____ RECORDS SHOWN

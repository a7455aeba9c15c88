//! Session state
//!
//! UI flags, transcript and last result live in an explicit struct owned by
//! the caller. [`VoiceSession`] drives one listen → convert → speak cycle
//! against it as straight-line code.

use crate::error::{VoiceCurrencyError, COULDNT_CONVERT, DIDNT_CATCH_THAT};
use crate::models::ConversionResult;
use crate::narration::utterance_for;
use crate::orchestrator::ConversionOrchestrator;
use crate::speech::{RecognitionConfig, RecognitionOutcome, SpeechRecognizer, SpeechSynthesizer};
use crate::Result;
use chrono::{DateTime, Duration, Utc};
use serde::Serialize;
use std::collections::HashMap;
use std::sync::Arc;
use tokio::sync::RwLock;
use tracing::{debug, info, warn};
use uuid::Uuid;

pub const LISTENING_HINT: &str =
    "🎤 Listening... Say something like 'Convert 100 dollars to euros'";
pub const CONVERSION_COMPLETE: &str = "✅ Conversion complete!";

/// Sessions untouched for this long are dropped from the store
pub const SESSION_IDLE_TTL_SECS: i64 = 30 * 60;
pub const MAX_SESSIONS: usize = 10_000;

#[derive(Debug, Clone, Copy, PartialEq, Eq, Serialize)]
#[serde(rename_all = "lowercase")]
pub enum NotificationLevel {
    Info,
    Success,
    Error,
}

/// Toast-style message for the user
#[derive(Debug, Clone, PartialEq, Eq, Serialize)]
pub struct Notification {
    pub level: NotificationLevel,
    pub message: String,
}

impl Notification {
    pub fn info(message: impl Into<String>) -> Self {
        Self {
            level: NotificationLevel::Info,
            message: message.into(),
        }
    }

    pub fn success(message: impl Into<String>) -> Self {
        Self {
            level: NotificationLevel::Success,
            message: message.into(),
        }
    }

    pub fn error(message: impl Into<String>) -> Self {
        Self {
            level: NotificationLevel::Error,
            message: message.into(),
        }
    }
}

impl From<&VoiceCurrencyError> for Notification {
    fn from(err: &VoiceCurrencyError) -> Self {
        Notification::error(err.user_message())
    }
}

#[derive(Debug, Clone, Default, Serialize)]
pub struct SessionState {
    pub is_listening: bool,
    pub is_converting: bool,
    pub is_dark_mode: bool,
    pub transcript: String,
    pub conversion_result: Option<ConversionResult>,
}

impl SessionState {
    pub fn new() -> Self {
        Self::default()
    }

    pub fn is_busy(&self) -> bool {
        self.is_listening || self.is_converting
    }

    /// Begin a listening session, clearing the previous transcript and result.
    pub fn start_listening(&mut self) -> Result<()> {
        if self.is_busy() {
            return Err(VoiceCurrencyError::SessionBusy(
                "a listening or conversion cycle is already running".to_string(),
            ));
        }

        self.is_listening = true;
        self.transcript.clear();
        self.conversion_result = None;
        Ok(())
    }

    pub fn finish_listening(&mut self) {
        self.is_listening = false;
    }

    pub fn record_transcript(&mut self, transcript: impl Into<String>) {
        self.transcript = transcript.into();
    }

    pub fn begin_conversion(&mut self) -> Result<()> {
        if self.is_converting {
            return Err(VoiceCurrencyError::SessionBusy(
                "a conversion is already running".to_string(),
            ));
        }

        self.is_converting = true;
        Ok(())
    }

    pub fn complete_conversion(&mut self, result: ConversionResult) {
        self.conversion_result = Some(result);
        self.is_converting = false;
    }

    pub fn fail_conversion(&mut self) {
        self.is_converting = false;
    }

    /// Record the outcome of a conversion started with [`Self::begin_conversion`].
    pub fn settle_conversion(&mut self, outcome: Result<ConversionResult>) -> Notification {
        match outcome {
            Ok(result) => {
                self.complete_conversion(result);
                Notification::success(CONVERSION_COMPLETE)
            }
            Err(e) => {
                warn!(error = %e, "Conversion error");
                self.fail_conversion();
                Notification::error(COULDNT_CONVERT)
            }
        }
    }

    pub fn toggle_dark_mode(&mut self) -> bool {
        self.is_dark_mode = !self.is_dark_mode;
        self.is_dark_mode
    }
}

/// Listen → parse → convert → speak, against caller-owned state
pub struct VoiceSession {
    recognizer: Arc<dyn SpeechRecognizer>,
    orchestrator: Arc<ConversionOrchestrator>,
    synthesizer: Arc<dyn SpeechSynthesizer>,
    config: RecognitionConfig,
}

impl VoiceSession {
    pub fn new(
        recognizer: Arc<dyn SpeechRecognizer>,
        orchestrator: Arc<ConversionOrchestrator>,
        synthesizer: Arc<dyn SpeechSynthesizer>,
    ) -> Self {
        Self {
            recognizer,
            orchestrator,
            synthesizer,
            config: RecognitionConfig::default(),
        }
    }

    /// Run one cycle. Busy sessions are rejected; every other failure becomes
    /// an error notification and leaves the state interactive.
    pub async fn run(&self, state: &mut SessionState) -> Result<Notification> {
        state.start_listening()?;
        info!("{}", LISTENING_HINT);

        let outcome = self.recognizer.listen(&self.config).await;
        state.finish_listening();

        match outcome {
            RecognitionOutcome::Transcript(text) => {
                info!(transcript = %text, "Speech recognized");
                state.record_transcript(text.clone());
                let notification = convert_transcript(
                    &self.orchestrator,
                    Some(self.synthesizer.as_ref()),
                    state,
                    &text,
                )
                .await;
                Ok(notification)
            }
            RecognitionOutcome::Error(reason) => {
                warn!(%reason, "Speech recognition error");
                Ok(Notification::error(DIDNT_CATCH_THAT))
            }
            RecognitionOutcome::EndedWithoutResult => {
                info!("Listening ended without a transcript");
                Ok(Notification::info("Listening ended"))
            }
        }
    }
}

/// Convert an already-recognized transcript and record the outcome in `state`.
pub async fn convert_transcript(
    orchestrator: &ConversionOrchestrator,
    synthesizer: Option<&dyn SpeechSynthesizer>,
    state: &mut SessionState,
    text: &str,
) -> Notification {
    if let Err(e) = state.begin_conversion() {
        return Notification::from(&e);
    }

    let outcome = orchestrator.parse_and_convert(text).await;
    if let (Ok(result), Some(synthesizer)) = (&outcome, synthesizer) {
        synthesizer.speak(&utterance_for(result));
    }
    state.settle_conversion(outcome)
}

struct SessionEntry {
    state: Arc<tokio::sync::Mutex<SessionState>>,
    last_touched: DateTime<Utc>,
    // breaks ties between touches within one clock tick
    touch_seq: u64,
}

#[derive(Default)]
struct SessionTable {
    entries: HashMap<Uuid, SessionEntry>,
    next_seq: u64,
}

impl SessionTable {
    fn next_seq(&mut self) -> u64 {
        self.next_seq += 1;
        self.next_seq
    }
}

/// In-memory session registry for the HTTP surface.
///
/// Idle sessions are pruned whenever a new one is created. Once the cap is
/// reached the least recently touched session is evicted.
pub struct SessionStore {
    sessions: RwLock<SessionTable>,
    idle_ttl: Duration,
    max_sessions: usize,
}

impl SessionStore {
    pub fn new() -> Self {
        Self::with_limits(Duration::seconds(SESSION_IDLE_TTL_SECS), MAX_SESSIONS)
    }

    pub fn with_limits(idle_ttl: Duration, max_sessions: usize) -> Self {
        Self {
            sessions: RwLock::new(SessionTable::default()),
            idle_ttl,
            max_sessions: max_sessions.max(1),
        }
    }

    pub async fn create(&self) -> Uuid {
        let now = Utc::now();
        let mut sessions = self.sessions.write().await;
        self.prune(&mut sessions, now);

        let session_id = Uuid::new_v4();
        let touch_seq = sessions.next_seq();
        sessions.entries.insert(
            session_id,
            SessionEntry {
                state: Arc::new(tokio::sync::Mutex::new(SessionState::new())),
                last_touched: now,
                touch_seq,
            },
        );
        session_id
    }

    /// Look up a session and mark it as recently used
    pub async fn get(&self, session_id: Uuid) -> Result<Arc<tokio::sync::Mutex<SessionState>>> {
        let mut sessions = self.sessions.write().await;
        let touch_seq = sessions.next_seq();
        let entry = sessions
            .entries
            .get_mut(&session_id)
            .ok_or_else(|| VoiceCurrencyError::SessionNotFound(session_id.to_string()))?;

        entry.last_touched = Utc::now();
        entry.touch_seq = touch_seq;
        Ok(entry.state.clone())
    }

    pub async fn snapshot(&self, session_id: Uuid) -> Result<SessionState> {
        let session = self.get(session_id).await?;
        let state = session.lock().await;
        Ok(state.clone())
    }

    pub async fn remove(&self, session_id: Uuid) -> Result<()> {
        let mut sessions = self.sessions.write().await;
        sessions
            .entries
            .remove(&session_id)
            .map(|_| ())
            .ok_or_else(|| VoiceCurrencyError::SessionNotFound(session_id.to_string()))
    }

    pub async fn len(&self) -> usize {
        self.sessions.read().await.entries.len()
    }

    pub async fn is_empty(&self) -> bool {
        self.len().await == 0
    }

    fn prune(&self, table: &mut SessionTable, now: DateTime<Utc>) {
        let before = table.entries.len();
        let idle_ttl = self.idle_ttl;
        table
            .entries
            .retain(|_, entry| now - entry.last_touched < idle_ttl);

        while table.entries.len() >= self.max_sessions {
            let oldest = table
                .entries
                .iter()
                .min_by_key(|(_, entry)| (entry.last_touched, entry.touch_seq))
                .map(|(id, _)| *id);
            let Some(id) = oldest else { break };
            table.entries.remove(&id);
        }

        let evicted = before - table.entries.len();
        if evicted > 0 {
            debug!(evicted, remaining = table.entries.len(), "Evicted sessions");
        }
    }
}

impl Default for SessionStore {
    fn default() -> Self {
        Self::new()
    }
}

________

ASSIGNMENT:
Taking the entries above, write out exactly the lines starting with the line containing "self.conversion_result = None;" and going on through the line containing "self.fail_conversion();", both included, and nothing else.

SOLUTION FOR THIS PROBLEM:
        self.conversion_result = None;
        Ok(())
    }

    pub fn finish_listening(&mut self) {
        self.is_listening = false;
    }

    pub fn record_transcript(&mut self, transcript: impl Into<String>) {
        self.transcript = transcript.into();
    }

    pub fn begin_conversion(&mut self) -> Result<()> {
        if self.is_converting {
            return Err(VoiceCurrencyError::SessionBusy(
                "a conversion is already running".to_string(),
            ));
        }

        self.is_converting = true;
        Ok(())
    }

    pub fn complete_conversion(&mut self, result: ConversionResult) {
        self.conversion_result = Some(result);
        self.is_converting = false;
    }

    pub fn fail_conversion(&mut self) {
        self.is_converting = false;
    }

    /// Record the outcome of a conversion started with [`Self::begin_conversion`].
    pub fn settle_conversion(&mut self, outcome: Result<ConversionResult>) -> Notification {
        match outcome {
            Ok(result) => {
                self.complete_conversion(result);
                Notification::success(CONVERSION_COMPLETE)
            }
            Err(e) => {
                warn!(error = %e, "Conversion error");
                self.fail_conversion();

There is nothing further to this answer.